Forlane 6 Studio is many things, and most notably a studio that is drifting: French artist Hortense Le Calves and her partner Mathieu Goussin have spent much of their time on their sailing boat, also called Forlane 6, which has enabled them to explore the Mediterranean over the past few years. The duo is currently based on Poros, a small island just off the shores of Athens and a mere one-hour boat trip from Piraeus. Fascinated by the mysterious properties of the underwater environment, Hortense and Mathieu create literally immersive installations that are placed on the bottom of the sea, and which can only be approached and visited by swimming. Last year they installed a large work off the shore of Hydra, which had to do with the concept of home; this year they return to the Greek island with their largest work to date, namely an installation of nine submerged palm trees that tells a story of migration and environmental change in a very poetic and visually captivating way.
Text by Kiriakos Spirou
Photos courtesy Forlane 6 Studio
Eerily floating between seafloor and surface, the installation Disoriented (2017) was inspired by the humble coconut, and how it can float in the sea for months before reaching a shore and growing roots. This unusual type of plant migration is what prompted Hortense Le Calves to choose the coconut tree as the main image for this installation. For Hortense, the coconut tree is a symbol of resilience, not only because of the way its seed can travel for so long without disintegrating, but also because palm trees in general are very durable, as she remembers from her time in Southeast Asia and her memories of palm trees surviving storms without breaking. In fact, the palm tree is so strong that it’s often used to gauge the strength of blowing winds. For Disoriented, Forlane 6 Studio made nine palm trees in real size from wood, all cut and painted by hand at the studio’s workshop in Poros town. The sculptures were painted in black and white, as to create a strong visual contrast in the water and give a sense of collage—of objects that stand out from their background, that feel foreign.

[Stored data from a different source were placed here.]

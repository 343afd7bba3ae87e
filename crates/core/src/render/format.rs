//! Number and label formatting shared by every section.
//!
//! Absent or non-finite input always renders as [`NOT_AVAILABLE`], never as a zero.

pub const NOT_AVAILABLE: &str = "N/A";
pub const MISSING_TEXT: &str = "-";

/// `1234.5` → `1,234.50`.
pub fn price(v: Option<f64>) -> String {
    match finite(v) {
        Some(v) => grouped(v, 2),
        None => NOT_AVAILABLE.to_string(),
    }
}

/// `2.5` → `+2.50%`, `-1.234` → `-1.23%`. The sign is always written.
pub fn percent(v: Option<f64>) -> String {
    match finite(v) {
        Some(v) => format!("{}%", signed(v)),
        None => NOT_AVAILABLE.to_string(),
    }
}

/// Fixed decimals without grouping, e.g. ratios and scores.
pub fn decimal(v: Option<f64>, places: usize) -> String {
    match finite(v) {
        Some(v) => format!("{:.*}", places, normalize_zero(v, places)),
        None => NOT_AVAILABLE.to_string(),
    }
}

/// Whole counts with thousands separators (option volumes).
pub fn count(v: Option<f64>) -> String {
    match finite(v) {
        Some(v) => grouped(v, 0),
        None => NOT_AVAILABLE.to_string(),
    }
}

pub fn text(v: Option<&str>) -> String {
    v.map(str::trim)
        .filter(|s| !s.is_empty())
        .unwrap_or(MISSING_TEXT)
        .to_string()
}

fn finite(v: Option<f64>) -> Option<f64> {
    v.filter(|x| x.is_finite())
}

fn signed(v: f64) -> String {
    let v = normalize_zero(v, 2);
    if v < 0.0 {
        format!("-{:.2}", -v)
    } else {
        format!("+{v:.2}")
    }
}

/// Values that round to zero at `places` lose their sign, so `-0.001` never prints `-0.00`.
fn normalize_zero(v: f64, places: usize) -> f64 {
    let scale = 10f64.powi(places as i32);
    if (v * scale).round() == 0.0 {
        0.0
    } else {
        v
    }
}

fn grouped(v: f64, places: usize) -> String {
    let v = normalize_zero(v, places);
    let fixed = format!("{:.*}", places, v.abs());
    let (int_part, frac_part) = match fixed.split_once('.') {
        Some((i, f)) => (i, Some(f)),
        None => (fixed.as_str(), None),
    };

    let mut out = String::with_capacity(fixed.len() + int_part.len() / 3 + 1);
    if v < 0.0 {
        out.push('-');
    }
    for (idx, ch) in int_part.chars().enumerate() {
        if idx != 0 && (int_part.len() - idx) % 3 == 0 {
            out.push(',');
        }
        out.push(ch);
    }
    if let Some(frac) = frac_part {
        out.push('.');
        out.push_str(frac);
    }
    out
}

With the story of the coconut tree as a metaphor, Forlane 6 Studio created an installation that evokes the same feelings of uncertainty and loss that migrants and refugees have to cope with. The nine plants were placed horizontally and their plumage was rendered with detail in order to move as realistically as possible with the flowing currents. The result is like a herd of nine mysterious marine animals that hover in confusion in the middle of the ocean, with no clear sense of direction. By losing their roots, these plants simply drift with the currents, and their leaves seem to wave mournfully in the weak rays of sunlight. Lines of arrows, also cut from wood, have been installed around the palm trees like a sarcastic orientation interface, but sadly they too lead nowhere but simply flow with the currents and point to the void. The overall impression is one of stillness, but without being calm—a psychological paralysis caused by an overwhelming experience, a shock of larger-than-life proportions that appears even the more heart-wrenching in the calm weightlessness of the installation’s submarine condition.
For Hortense Le Calves, a coconut is like a postcard from a distant land, but also a promise of a future life. A nomad herself, she traverses the sea that thousands of immigrants attempt to cross from east and south, many of whom without success. The full blow of the installation Disoriented hits you when you see these palm trees floating in the depths as the drowned bodies of African immigrants and Syrian refugees—their limbs lifelessly buoying in the pale light, and their lives, rootless and disoriented, unfairly and voicelessly lost.
The installation Disoriented by Forlane 6 Studio is installed under the sea at the beach of Vlychos on the island of Hydra, until the end of the summer. To reach the beach you can either walk west of the town (approx. 30 minutes) or take the sea taxi from the port (every 30 minutes). You need a diving mask in order to see the installation.